[Exercise material — start]

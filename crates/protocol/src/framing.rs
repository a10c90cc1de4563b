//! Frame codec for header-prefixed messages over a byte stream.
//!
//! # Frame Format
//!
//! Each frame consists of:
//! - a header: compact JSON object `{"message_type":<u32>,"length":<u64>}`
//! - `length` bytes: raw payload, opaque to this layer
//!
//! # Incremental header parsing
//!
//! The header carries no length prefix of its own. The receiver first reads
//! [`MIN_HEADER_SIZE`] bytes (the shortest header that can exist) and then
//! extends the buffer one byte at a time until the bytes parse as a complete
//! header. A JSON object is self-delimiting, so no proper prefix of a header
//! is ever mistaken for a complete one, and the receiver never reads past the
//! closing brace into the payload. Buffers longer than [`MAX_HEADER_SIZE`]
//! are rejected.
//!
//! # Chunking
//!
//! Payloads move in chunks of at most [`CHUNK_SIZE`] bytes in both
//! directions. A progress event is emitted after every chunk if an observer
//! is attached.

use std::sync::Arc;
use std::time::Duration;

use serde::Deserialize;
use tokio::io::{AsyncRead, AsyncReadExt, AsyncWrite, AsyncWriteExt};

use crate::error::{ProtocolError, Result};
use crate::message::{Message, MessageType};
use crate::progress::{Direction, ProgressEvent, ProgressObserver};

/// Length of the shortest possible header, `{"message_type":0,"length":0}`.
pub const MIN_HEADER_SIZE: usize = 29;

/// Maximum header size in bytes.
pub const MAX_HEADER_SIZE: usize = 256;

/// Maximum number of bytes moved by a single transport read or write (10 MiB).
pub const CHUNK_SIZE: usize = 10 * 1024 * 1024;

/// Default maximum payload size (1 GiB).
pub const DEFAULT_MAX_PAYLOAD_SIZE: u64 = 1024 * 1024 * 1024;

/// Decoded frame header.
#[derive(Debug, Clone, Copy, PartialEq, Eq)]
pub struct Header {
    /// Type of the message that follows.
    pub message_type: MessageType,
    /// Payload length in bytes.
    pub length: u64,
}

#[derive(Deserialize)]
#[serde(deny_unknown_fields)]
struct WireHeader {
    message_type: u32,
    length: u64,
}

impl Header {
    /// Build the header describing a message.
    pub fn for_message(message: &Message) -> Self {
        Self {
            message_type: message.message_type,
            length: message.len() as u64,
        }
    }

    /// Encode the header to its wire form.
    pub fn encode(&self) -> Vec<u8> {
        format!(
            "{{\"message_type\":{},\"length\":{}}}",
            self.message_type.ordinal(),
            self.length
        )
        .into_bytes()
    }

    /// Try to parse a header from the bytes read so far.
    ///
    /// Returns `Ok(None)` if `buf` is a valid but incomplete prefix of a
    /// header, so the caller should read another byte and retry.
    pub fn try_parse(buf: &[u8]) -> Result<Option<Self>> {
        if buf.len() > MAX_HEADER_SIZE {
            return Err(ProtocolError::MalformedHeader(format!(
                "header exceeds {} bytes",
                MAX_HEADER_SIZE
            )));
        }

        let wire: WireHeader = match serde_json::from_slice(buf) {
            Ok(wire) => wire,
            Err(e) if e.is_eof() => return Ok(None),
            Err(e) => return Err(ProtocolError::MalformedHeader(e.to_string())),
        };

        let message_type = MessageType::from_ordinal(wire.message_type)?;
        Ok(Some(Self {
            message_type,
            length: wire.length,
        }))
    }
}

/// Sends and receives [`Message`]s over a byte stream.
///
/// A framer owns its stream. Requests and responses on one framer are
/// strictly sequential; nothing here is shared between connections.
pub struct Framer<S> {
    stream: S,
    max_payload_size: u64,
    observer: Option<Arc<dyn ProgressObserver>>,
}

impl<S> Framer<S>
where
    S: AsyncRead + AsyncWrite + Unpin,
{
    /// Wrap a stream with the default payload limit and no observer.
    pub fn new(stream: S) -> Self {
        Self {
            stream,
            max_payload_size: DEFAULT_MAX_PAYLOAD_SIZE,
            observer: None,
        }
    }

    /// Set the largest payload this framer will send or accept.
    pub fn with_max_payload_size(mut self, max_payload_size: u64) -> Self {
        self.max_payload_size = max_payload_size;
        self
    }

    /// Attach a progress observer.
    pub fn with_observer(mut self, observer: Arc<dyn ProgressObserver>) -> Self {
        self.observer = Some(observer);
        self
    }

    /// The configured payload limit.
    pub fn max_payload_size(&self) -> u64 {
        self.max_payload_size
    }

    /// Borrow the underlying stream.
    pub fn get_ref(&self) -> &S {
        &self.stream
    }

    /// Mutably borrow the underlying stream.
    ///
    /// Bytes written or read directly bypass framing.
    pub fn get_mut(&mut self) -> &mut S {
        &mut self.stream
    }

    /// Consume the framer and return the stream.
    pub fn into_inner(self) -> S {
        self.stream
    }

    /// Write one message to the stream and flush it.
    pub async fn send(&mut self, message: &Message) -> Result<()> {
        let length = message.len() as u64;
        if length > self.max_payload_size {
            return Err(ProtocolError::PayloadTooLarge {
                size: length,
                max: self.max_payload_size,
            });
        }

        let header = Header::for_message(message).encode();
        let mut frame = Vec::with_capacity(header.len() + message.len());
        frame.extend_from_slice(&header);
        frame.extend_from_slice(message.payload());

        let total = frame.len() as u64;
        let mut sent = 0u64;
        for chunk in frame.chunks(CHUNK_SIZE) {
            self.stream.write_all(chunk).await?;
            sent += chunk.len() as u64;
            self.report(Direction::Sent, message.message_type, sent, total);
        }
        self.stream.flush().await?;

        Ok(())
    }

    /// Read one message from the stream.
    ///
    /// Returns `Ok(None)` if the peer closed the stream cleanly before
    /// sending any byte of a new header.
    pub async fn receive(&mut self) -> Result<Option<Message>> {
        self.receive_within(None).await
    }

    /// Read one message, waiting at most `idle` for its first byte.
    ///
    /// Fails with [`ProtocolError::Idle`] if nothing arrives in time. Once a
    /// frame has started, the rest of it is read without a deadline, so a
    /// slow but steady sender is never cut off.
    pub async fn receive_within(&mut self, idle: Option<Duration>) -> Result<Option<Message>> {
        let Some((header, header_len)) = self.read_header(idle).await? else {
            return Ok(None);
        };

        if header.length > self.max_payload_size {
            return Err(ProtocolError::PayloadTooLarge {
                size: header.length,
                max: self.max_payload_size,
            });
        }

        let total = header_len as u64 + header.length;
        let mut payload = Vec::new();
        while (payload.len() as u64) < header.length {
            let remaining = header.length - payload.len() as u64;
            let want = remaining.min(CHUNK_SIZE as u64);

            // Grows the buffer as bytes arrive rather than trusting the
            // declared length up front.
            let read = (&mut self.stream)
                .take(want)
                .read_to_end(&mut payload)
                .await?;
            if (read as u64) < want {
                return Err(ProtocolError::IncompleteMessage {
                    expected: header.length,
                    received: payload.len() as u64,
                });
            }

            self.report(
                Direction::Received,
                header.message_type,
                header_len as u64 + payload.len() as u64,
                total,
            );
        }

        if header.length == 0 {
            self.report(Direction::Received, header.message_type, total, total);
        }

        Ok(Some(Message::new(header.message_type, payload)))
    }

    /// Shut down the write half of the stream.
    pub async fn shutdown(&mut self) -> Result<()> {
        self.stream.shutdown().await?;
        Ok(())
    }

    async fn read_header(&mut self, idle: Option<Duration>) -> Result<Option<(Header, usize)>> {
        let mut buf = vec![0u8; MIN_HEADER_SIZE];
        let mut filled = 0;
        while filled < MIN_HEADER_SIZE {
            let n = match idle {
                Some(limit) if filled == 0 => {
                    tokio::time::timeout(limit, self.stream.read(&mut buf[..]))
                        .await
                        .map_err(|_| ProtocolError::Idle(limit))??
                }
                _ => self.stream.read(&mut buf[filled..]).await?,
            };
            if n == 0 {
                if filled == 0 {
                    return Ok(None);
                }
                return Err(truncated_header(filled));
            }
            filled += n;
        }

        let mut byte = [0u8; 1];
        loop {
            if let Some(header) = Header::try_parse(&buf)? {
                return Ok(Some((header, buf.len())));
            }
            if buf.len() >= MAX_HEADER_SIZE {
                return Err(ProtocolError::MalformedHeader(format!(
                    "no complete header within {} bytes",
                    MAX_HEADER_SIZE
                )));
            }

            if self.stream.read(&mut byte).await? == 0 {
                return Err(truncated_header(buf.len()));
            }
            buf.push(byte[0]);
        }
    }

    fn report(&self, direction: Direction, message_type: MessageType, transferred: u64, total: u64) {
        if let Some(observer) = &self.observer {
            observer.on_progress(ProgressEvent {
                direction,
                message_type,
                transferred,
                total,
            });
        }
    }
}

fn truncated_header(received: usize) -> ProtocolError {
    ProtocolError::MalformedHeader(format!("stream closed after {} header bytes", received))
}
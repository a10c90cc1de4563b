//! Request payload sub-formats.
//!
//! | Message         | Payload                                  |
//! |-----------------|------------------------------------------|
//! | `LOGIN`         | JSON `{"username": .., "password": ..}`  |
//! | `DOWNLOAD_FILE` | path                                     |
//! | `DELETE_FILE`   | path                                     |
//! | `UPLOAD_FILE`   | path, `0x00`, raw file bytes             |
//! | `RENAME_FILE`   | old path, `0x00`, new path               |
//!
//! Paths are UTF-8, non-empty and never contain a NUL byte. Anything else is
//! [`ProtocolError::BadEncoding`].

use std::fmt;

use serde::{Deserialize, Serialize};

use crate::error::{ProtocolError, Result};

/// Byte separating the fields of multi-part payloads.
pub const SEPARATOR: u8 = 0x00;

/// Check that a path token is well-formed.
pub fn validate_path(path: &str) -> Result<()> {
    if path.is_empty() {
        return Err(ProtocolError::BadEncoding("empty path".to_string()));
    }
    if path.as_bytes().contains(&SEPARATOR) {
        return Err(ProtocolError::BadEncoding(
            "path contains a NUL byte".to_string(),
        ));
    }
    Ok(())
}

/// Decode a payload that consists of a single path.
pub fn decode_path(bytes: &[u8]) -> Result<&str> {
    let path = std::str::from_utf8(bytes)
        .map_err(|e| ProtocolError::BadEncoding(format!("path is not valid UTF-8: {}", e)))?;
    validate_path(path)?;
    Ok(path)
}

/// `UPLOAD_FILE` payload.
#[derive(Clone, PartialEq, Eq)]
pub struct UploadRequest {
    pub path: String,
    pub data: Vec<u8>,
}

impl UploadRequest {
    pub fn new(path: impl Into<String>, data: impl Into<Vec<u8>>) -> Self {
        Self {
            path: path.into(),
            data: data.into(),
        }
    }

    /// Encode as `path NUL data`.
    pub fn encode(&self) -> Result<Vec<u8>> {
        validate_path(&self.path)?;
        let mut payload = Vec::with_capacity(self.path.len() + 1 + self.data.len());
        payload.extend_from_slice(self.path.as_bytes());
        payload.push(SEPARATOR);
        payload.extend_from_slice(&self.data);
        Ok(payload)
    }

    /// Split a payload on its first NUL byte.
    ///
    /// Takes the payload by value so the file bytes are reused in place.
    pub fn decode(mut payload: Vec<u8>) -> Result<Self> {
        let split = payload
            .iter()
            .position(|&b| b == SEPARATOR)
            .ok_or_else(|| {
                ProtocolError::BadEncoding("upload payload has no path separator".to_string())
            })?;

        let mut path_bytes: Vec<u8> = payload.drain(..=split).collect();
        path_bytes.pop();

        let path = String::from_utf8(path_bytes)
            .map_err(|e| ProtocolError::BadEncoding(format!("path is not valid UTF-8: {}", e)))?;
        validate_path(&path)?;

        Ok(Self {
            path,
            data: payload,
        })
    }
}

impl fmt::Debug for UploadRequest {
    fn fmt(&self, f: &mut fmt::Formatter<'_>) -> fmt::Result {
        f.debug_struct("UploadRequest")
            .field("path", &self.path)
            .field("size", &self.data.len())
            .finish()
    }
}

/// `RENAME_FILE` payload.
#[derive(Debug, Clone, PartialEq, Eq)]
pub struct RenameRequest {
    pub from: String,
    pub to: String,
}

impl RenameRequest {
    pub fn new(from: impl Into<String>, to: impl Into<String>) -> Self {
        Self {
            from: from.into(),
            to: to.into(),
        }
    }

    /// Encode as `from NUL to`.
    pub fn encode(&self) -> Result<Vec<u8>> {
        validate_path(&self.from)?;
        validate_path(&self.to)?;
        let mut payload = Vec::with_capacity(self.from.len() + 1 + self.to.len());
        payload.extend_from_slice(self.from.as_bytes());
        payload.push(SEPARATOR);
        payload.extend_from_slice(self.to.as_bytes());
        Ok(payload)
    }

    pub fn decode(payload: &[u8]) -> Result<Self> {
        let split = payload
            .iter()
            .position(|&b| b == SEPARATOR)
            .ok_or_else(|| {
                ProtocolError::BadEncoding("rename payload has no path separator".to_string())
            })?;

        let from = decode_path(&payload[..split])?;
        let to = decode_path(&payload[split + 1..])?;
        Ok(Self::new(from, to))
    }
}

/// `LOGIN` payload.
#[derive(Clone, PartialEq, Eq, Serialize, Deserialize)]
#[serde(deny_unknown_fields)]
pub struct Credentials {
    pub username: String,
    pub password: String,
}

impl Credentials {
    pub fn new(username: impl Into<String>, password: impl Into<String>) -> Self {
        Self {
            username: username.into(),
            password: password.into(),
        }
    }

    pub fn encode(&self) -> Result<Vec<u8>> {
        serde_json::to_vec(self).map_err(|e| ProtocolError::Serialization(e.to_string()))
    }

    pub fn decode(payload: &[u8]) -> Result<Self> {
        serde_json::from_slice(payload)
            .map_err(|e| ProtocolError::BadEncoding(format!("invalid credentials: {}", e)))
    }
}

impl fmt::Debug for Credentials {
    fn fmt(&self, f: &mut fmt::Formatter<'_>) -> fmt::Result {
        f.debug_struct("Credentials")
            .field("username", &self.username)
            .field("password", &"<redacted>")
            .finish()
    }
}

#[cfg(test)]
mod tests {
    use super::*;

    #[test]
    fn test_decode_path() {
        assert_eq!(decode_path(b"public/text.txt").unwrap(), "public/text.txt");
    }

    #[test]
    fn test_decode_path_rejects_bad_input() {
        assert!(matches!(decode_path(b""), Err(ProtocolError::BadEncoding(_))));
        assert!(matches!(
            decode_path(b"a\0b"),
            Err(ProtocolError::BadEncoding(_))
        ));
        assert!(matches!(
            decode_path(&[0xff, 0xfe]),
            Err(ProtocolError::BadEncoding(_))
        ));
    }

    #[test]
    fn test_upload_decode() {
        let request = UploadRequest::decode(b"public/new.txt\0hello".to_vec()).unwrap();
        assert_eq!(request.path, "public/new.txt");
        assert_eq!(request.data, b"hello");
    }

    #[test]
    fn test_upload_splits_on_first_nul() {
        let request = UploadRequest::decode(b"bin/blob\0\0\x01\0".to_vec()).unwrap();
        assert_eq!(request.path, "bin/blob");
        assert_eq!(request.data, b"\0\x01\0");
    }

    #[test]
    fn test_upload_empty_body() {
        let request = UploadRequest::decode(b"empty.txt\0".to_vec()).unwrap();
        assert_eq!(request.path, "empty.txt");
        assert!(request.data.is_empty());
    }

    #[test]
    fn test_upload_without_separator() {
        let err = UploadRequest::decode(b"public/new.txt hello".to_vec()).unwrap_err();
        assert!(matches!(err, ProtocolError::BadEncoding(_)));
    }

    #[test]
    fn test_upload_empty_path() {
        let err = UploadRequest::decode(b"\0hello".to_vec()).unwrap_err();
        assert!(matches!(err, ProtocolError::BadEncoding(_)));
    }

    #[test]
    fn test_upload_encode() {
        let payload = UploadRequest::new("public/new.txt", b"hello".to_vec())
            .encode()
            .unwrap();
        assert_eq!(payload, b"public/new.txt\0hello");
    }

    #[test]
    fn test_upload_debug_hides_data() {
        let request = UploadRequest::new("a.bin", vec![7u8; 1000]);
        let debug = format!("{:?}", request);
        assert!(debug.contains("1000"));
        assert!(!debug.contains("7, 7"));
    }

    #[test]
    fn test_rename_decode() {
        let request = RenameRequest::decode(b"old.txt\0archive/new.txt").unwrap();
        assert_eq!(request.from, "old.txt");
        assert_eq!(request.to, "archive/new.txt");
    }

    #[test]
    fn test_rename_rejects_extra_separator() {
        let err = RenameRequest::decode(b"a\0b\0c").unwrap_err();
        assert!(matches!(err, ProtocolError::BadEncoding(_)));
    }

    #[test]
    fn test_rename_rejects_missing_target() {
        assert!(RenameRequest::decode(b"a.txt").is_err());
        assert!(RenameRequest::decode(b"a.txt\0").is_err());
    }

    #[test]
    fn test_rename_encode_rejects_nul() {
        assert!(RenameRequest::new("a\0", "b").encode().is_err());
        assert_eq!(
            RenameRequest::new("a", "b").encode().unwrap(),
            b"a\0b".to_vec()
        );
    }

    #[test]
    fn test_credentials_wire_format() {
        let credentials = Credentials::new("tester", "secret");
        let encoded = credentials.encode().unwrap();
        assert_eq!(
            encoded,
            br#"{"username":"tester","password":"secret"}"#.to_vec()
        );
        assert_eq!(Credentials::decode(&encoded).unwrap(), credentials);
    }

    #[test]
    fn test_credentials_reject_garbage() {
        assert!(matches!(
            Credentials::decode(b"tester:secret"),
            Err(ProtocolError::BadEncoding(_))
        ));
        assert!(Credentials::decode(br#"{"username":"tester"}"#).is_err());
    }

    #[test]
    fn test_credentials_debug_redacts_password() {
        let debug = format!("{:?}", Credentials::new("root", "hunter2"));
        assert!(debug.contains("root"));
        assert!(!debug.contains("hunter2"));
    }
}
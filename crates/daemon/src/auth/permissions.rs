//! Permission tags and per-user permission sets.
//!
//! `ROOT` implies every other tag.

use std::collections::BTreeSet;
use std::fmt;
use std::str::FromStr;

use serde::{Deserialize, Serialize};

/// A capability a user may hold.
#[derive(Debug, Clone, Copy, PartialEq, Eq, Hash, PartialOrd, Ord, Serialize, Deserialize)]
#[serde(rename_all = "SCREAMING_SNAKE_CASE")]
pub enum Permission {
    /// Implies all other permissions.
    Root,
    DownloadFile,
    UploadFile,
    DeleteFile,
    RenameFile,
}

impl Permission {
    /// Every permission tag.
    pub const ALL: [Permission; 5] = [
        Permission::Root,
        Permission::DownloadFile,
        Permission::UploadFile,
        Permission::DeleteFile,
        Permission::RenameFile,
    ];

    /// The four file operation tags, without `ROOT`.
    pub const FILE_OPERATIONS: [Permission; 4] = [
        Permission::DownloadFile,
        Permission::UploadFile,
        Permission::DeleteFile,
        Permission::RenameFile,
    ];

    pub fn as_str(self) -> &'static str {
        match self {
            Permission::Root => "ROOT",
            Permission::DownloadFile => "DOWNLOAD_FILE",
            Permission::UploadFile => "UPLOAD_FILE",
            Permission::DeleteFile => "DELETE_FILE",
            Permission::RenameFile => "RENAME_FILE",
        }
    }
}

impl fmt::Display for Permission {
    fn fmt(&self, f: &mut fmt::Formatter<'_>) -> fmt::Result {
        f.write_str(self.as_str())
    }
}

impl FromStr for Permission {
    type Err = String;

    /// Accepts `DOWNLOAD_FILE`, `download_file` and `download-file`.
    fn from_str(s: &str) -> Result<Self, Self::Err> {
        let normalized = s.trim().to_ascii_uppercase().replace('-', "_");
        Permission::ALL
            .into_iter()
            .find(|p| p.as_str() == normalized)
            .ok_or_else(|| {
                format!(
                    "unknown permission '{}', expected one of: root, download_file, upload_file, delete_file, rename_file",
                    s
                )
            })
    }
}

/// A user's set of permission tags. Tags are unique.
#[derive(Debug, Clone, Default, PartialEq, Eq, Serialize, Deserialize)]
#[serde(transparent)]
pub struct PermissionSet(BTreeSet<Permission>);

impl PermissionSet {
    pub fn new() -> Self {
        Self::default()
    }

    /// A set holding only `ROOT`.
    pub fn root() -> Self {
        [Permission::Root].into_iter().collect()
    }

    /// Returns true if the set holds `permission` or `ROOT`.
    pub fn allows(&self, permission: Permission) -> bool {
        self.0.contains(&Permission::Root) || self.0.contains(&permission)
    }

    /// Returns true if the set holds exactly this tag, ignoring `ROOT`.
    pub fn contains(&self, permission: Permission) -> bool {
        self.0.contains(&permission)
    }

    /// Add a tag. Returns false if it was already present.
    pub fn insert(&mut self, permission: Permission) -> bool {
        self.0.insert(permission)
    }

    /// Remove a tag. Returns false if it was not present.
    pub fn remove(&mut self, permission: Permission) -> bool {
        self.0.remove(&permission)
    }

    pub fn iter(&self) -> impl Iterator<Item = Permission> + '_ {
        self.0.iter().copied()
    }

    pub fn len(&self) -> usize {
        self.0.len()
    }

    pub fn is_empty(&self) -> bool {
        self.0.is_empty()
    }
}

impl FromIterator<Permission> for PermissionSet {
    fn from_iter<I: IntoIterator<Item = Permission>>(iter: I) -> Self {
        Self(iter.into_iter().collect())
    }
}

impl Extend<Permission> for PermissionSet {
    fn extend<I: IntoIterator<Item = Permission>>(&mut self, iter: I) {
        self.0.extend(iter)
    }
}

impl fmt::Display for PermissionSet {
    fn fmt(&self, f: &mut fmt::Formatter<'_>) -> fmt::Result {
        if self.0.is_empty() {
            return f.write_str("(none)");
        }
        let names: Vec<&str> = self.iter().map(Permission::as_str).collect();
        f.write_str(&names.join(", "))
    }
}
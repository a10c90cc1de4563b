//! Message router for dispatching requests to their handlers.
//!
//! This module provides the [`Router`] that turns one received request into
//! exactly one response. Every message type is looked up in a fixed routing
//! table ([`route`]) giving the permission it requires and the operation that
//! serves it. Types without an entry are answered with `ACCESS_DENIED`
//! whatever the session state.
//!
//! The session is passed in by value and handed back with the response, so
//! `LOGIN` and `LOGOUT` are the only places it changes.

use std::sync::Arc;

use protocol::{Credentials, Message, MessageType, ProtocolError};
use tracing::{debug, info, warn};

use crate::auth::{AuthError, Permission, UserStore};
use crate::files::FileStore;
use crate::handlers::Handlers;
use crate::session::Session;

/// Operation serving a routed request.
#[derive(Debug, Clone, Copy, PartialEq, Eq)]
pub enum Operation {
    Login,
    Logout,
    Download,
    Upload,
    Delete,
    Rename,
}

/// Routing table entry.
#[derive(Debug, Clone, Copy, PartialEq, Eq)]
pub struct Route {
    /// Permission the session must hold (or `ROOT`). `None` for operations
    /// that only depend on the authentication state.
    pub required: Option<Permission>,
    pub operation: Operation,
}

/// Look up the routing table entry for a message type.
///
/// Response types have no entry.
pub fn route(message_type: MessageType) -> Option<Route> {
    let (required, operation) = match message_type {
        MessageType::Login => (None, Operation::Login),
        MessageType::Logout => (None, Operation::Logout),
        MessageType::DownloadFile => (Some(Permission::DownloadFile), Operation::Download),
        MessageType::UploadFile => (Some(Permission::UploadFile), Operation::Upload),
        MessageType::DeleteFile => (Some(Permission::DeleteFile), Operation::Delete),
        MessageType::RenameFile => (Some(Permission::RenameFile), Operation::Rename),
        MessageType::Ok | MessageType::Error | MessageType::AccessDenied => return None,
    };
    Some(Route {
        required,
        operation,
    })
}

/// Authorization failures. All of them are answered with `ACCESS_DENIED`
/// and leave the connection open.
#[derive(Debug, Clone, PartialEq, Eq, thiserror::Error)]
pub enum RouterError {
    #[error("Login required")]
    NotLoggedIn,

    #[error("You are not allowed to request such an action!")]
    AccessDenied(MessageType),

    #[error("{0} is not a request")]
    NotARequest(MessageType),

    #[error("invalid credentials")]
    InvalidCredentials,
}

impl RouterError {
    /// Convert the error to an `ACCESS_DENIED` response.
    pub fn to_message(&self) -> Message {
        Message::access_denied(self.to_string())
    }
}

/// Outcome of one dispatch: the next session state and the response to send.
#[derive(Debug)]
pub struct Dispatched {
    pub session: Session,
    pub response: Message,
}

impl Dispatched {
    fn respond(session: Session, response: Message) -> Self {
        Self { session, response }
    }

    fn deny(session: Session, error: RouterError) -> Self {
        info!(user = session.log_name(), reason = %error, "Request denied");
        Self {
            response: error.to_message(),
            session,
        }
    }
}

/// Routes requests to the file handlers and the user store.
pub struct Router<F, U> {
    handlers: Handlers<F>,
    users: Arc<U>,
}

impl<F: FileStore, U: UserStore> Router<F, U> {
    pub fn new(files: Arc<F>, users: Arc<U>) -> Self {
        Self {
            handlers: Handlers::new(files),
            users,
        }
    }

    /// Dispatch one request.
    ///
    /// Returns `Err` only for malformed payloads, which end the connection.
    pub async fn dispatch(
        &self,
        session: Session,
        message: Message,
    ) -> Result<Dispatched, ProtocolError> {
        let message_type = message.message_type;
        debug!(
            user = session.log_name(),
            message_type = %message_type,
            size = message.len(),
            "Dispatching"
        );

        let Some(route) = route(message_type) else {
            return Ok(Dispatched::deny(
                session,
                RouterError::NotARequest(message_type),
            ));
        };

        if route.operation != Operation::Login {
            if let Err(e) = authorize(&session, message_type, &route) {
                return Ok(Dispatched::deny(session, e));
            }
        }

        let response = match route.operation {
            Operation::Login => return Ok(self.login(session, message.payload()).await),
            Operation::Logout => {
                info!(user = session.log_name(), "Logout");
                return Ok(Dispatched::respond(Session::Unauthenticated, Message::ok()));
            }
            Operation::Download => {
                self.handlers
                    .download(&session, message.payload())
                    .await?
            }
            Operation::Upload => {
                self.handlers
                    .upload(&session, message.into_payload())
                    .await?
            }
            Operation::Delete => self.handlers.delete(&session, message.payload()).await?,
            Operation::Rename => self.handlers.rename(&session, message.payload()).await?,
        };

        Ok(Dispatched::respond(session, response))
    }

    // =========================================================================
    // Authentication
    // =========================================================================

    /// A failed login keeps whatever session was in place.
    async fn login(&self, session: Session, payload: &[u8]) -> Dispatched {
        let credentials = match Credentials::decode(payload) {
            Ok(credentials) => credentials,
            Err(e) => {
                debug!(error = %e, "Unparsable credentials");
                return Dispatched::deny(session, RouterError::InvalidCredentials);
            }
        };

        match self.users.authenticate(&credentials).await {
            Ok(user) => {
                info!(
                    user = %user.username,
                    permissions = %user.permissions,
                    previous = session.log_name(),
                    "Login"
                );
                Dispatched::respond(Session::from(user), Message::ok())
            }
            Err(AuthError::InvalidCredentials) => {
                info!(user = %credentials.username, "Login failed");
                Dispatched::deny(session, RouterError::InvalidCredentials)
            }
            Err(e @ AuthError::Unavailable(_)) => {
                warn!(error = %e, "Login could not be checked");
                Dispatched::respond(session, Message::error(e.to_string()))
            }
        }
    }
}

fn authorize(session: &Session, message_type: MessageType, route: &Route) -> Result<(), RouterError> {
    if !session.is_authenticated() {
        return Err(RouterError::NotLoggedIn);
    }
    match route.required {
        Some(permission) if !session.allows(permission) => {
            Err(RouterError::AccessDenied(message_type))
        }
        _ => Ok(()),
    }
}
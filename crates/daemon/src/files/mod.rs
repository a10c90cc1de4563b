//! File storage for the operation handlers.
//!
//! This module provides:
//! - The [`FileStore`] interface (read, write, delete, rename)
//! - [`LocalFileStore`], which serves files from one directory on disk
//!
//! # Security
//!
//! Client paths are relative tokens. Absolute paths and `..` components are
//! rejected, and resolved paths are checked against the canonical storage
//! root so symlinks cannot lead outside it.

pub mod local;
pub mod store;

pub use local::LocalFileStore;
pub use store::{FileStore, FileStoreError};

[Exercise material — finish]

Instructions to follow: Copy, exactly and only, the lines above that begin with the one containing "#[serde(transparent)]" and finish with the one containing "pub fn contains(&self, permission: Permission)".

Finished exercise:
#[serde(transparent)]
pub struct PermissionSet(BTreeSet<Permission>);

impl PermissionSet {
    pub fn new() -> Self {
        Self::default()
    }

    /// A set holding only `ROOT`.
    pub fn root() -> Self {
        [Permission::Root].into_iter().collect()
    }

    /// Returns true if the set holds `permission` or `ROOT`.
    pub fn allows(&self, permission: Permission) -> bool {
        self.0.contains(&Permission::Root) || self.0.contains(&permission)
    }

    /// Returns true if the set holds exactly this tag, ignoring `ROOT`.
    pub fn contains(&self, permission: Permission) -> bool {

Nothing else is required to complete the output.